Well, this is not for you.
This one’s for all you awesome people out there who are fed up with Spring and the people who LOVE it. This one’s for the people bold enough to declare, “You know what? Spring kinda blows. It’s just not my thing.”
I am here today to join your dissent. I don’t like Spring, either, and I’m tired of pretending I do. Just add it to the pile of historically beloved stuff I’m supposed to like but do not. Like Sundays, Dunkin’ Donuts, the music of Willie Nelson, and the classic depressing television show Six Feet Under.
Let’s break down exactly why it seems most people enjoy Spring and why I’m not having it.
Point: It’s finally warm!
Counterpoint: Is it, though?
Parts of the day are warm, yes, but when that warmth actually happens feels like a crappy crap shoot full of crap. The morning might be cold and frosty, giving way to a sunny (probably humid) afternoon, giving way to a frigid evening. Is it time to pull the old storm windows off your house or is it too early? What kind of jacket should I wear? Is it time for shorts? Literally no one knows. And what’s so bad about a nice cozy, snuggly house, anyway? Yes, there is a point at which I’m sick of the winter ice and ready for the summer sun, but can the weather just change, like, all at once? Can it be winter one day and early summer the next? Surely, we have the technology.
Point: Everything smells fresh and new!
Counterpoint: Does it, though?
Everything smells like a dank barnyard. I know that’s just what wet, fertile dirt smells like, but you can’t fool me into thinking it’s pleasant. I think you’re just happy to smell anything after five to eight months of frozen nose hairs. And also, maybe you didn’t realize, but all that sweet smelling air is trying to kill me. It’s chock full of razor sharp specks of pollen. See, in the springtime, plants and trees generate yellow clouds of microscopic throwing stars which fill my lungs and attack my tender eyeballs, shredding them all the hell, causing wave after wave of tears and snot. Mmmm. Smells great.

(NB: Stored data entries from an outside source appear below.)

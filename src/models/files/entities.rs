use serde::{Deserialize, Serialize};
use ts_rs::TS;

/// 文件元数据。字节存放在外部 blob 存储，本服务只按 token 引用。
#[derive(Debug, Clone, Serialize, Deserialize, TS)]
#[ts(export, export_to = "file.ts")]
pub struct File {
    pub id: i64,
    pub token: String,
    pub name: String,
    pub mime_type: String,
    pub size: i64,
    pub uploaded_by: i64,
    pub created_at: chrono::DateTime<chrono::Utc>,
}

impl File {
    /// 文件名扩展名（小写，不带点）
    pub fn extension(&self) -> Option<String> {
        self.name
            .rsplit_once('.')
            .map(|(_, ext)| ext.to_ascii_lowercase())
            .filter(|ext| !ext.is_empty())
    }
}

#[cfg(test)]
mod tests {
    use super::*;

    fn file_named(name: &str) -> File {
        File {
            id: 1,
            token: "t".into(),
            name: name.into(),
            mime_type: "application/octet-stream".into(),
            size: 1,
            uploaded_by: 1,
            created_at: chrono::Utc::now(),
        }
    }

    #[test]
    fn test_extension() {
        assert_eq!(file_named("rapport.PDF").extension().as_deref(), Some("pdf"));
        assert_eq!(
            file_named("archive.tar.gz").extension().as_deref(),
            Some("gz")
        );
        assert_eq!(file_named("Makefile").extension(), None);
        assert_eq!(file_named("trailing.").extension(), None);
    }
}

Point: April showers bring …
Counterpoint: … huge mud puddles.
Yes, it rains in the spring, and that’s why everything starts growing. I get it. This is a necessary evil. But along with all those well-hydrated May flowers, we get wet muddy ground, soggy boots, and water in our basements. Why can’t something dry make the garden grow? Why isn’t life-giving sunlight enough for those greedy daffodils?
Point: Springtime is a season of rebirth! It’s time to contemplate new beginnings!
Counterpoint: I think that’s stupid.
I have so, so very many unfinished projects. I’m no longer accepting new beginnings.
Point: What about all the spring holidays?
Counterpoint: What about them?
Hey, I love visiting extended family and I like eating big meals, but come on. Name one Springtime holiday able to hold a jack-o-lantern to Halloween. It’s impossible. Call me when they invent a second Christmas for late March.
Point: Reese’s Milk Chocolate Peanut Butter Eggs.
Counterpoint: OK, I gotta give ya that one.
Reese’s is finally catching on and creating alternate versions of the almighty Peanut Butter Egg for other seasons, but I’ll forever crave the original, peanut butter-forward confection. That’s one point for you.
If you like spring, fine. Run naked through a lush field or something. It’s your life. Me? I’ll be over here enduring it, waiting for summer, which is only, like, the second-best season, maybe.
I have some issues.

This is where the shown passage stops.